#### What is required
Could you reproduce the lines below from the one with "pub fn project_dir(&self)" through the one with "(used by recursive"? Keep both ends and add nothing.

#### Task data
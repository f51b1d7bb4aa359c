// SPDX-License-Identifier: BUSL-1.1
// Copyright (c) 2026 Alfred Jean LLC

//! Pipeline config: the ordered step list and logging block.

use crate::error::ConfigError;
use crate::format::{load_mapping, ConfigFormat};
use crate::value;
use std::collections::HashSet;
use std::path::{Path, PathBuf};

/// One entry of the `pipeline` list.
#[derive(Debug, Clone, PartialEq, Eq)]
pub struct StepRef {
    /// Alias unique within the pipeline; keys the status store and logs
    pub alias: String,
    /// Step config path, relative paths resolved against the pipeline file
    pub config_path: PathBuf,
    /// Registered entry point to run; defaults to the alias
    pub command: Option<String>,
}

impl StepRef {
    /// The entry-point name this step runs.
    pub fn command_name(&self) -> &str {
        self.command.as_deref().unwrap_or(&self.alias)
    }
}

/// The `logging` block of a pipeline config.
#[derive(Debug, Clone, Default, PartialEq, Eq)]
pub struct LoggingSpec {
    pub log_file: Option<PathBuf>,
    pub log_level: Option<String>,
}

/// A parsed pipeline config file.
#[derive(Debug, Clone, PartialEq, Eq)]
pub struct PipelineSpec {
    pub path: PathBuf,
    pub steps: Vec<StepRef>,
    pub logging: LoggingSpec,
}

impl PipelineSpec {
    /// Load and validate a pipeline config file.
    ///
    /// The `pipeline` key holds an ordered list of single-entry mappings
    /// `{alias: step-config-path}`, each optionally carrying a second
    /// `command` key naming a different entry point. An empty list is legal
    /// (the executor no-ops).
    pub fn load(path: &Path) -> Result<Self, ConfigError> {
        let map = load_mapping(path)?;
        let dir = path.parent().unwrap_or_else(|| Path::new("."));

        let raw_steps = value::require_sequence(&map, "pipeline")?;
        let mut steps = Vec::with_capacity(raw_steps.len());
        let mut seen = HashSet::new();
        for (i, raw) in raw_steps.iter().enumerate() {
            let entry = raw.as_object().ok_or(ConfigError::WrongType {
                key: format!("pipeline[{}]", i),
                expected: "mapping",
            })?;

            let mut alias = None;
            let mut config_path = None;
            let mut command = None;
            for (key, val) in entry {
                if key == "command" {
                    command = Some(
                        val.as_str()
                            .ok_or(ConfigError::WrongType {
                                key: format!("pipeline[{}].command", i),
                                expected: "string",
                            })?
                            .to_string(),
                    );
                } else if alias.is_none() {
                    let rel = val.as_str().ok_or(ConfigError::WrongType {
                        key: format!("pipeline[{}].{}", i, key),
                        expected: "string path",
                    })?;
                    alias = Some(key.clone());
                    config_path = Some(dir.join(rel));
                } else {
                    return Err(ConfigError::InvalidValue {
                        key: format!("pipeline[{}]", i),
                        message: format!("more than one step alias in entry: {}", key),
                    });
                }
            }

            let alias = alias.ok_or(ConfigError::InvalidValue {
                key: format!("pipeline[{}]", i),
                message: "entry names no step".to_string(),
            })?;
            if !seen.insert(alias.clone()) {
                return Err(ConfigError::DuplicateAlias { alias });
            }
            steps.push(StepRef {
                alias,
                // config_path is set whenever alias is
                config_path: config_path.unwrap_or_default(),
                command,
            });
        }

        let logging = match value::opt_mapping(&map, "logging")? {
            Some(block) => LoggingSpec {
                log_file: value::opt_str(block, "log_file")?.map(|s| dir.join(s)),
                log_level: value::opt_str(block, "log_level")?.map(str::to_string),
            },
            None => LoggingSpec::default(),
        };

        Ok(PipelineSpec {
            path: path.to_path_buf(),
            steps,
            logging,
        })
    }

    /// The project directory owning this pipeline.
    pub fn project_dir(&self) -> &Path {
        self.path.parent().unwrap_or_else(|| Path::new("."))
    }

    pub fn step(&self, alias: &str) -> Option<&StepRef> {
        self.steps.iter().find(|s| s.alias == alias)
    }
}

/// Whether a file name looks like a pipeline config (used by recursive
/// execution and batch discovery): a supported extension and a stem that
/// contains `pipeline`.
pub fn is_pipeline_config(file_name: &str) -> bool {
    let path = Path::new(file_name);
    if ConfigFormat::from_path(path).is_err() {
        return false;
    }
    path.file_stem()
        .and_then(|s| s.to_str())
        .map(|s| s.to_ascii_lowercase().contains("pipeline"))
        .unwrap_or(false)
}

#[cfg(test)]
#[path = "pipeline_tests.rs"]
mod tests;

#### Response
    pub fn project_dir(&self) -> &Path {
        self.path.parent().unwrap_or_else(|| Path::new("."))
    }

    pub fn step(&self, alias: &str) -> Option<&StepRef> {
        self.steps.iter().find(|s| s.alias == alias)
    }
}

/// Whether a file name looks like a pipeline config (used by recursive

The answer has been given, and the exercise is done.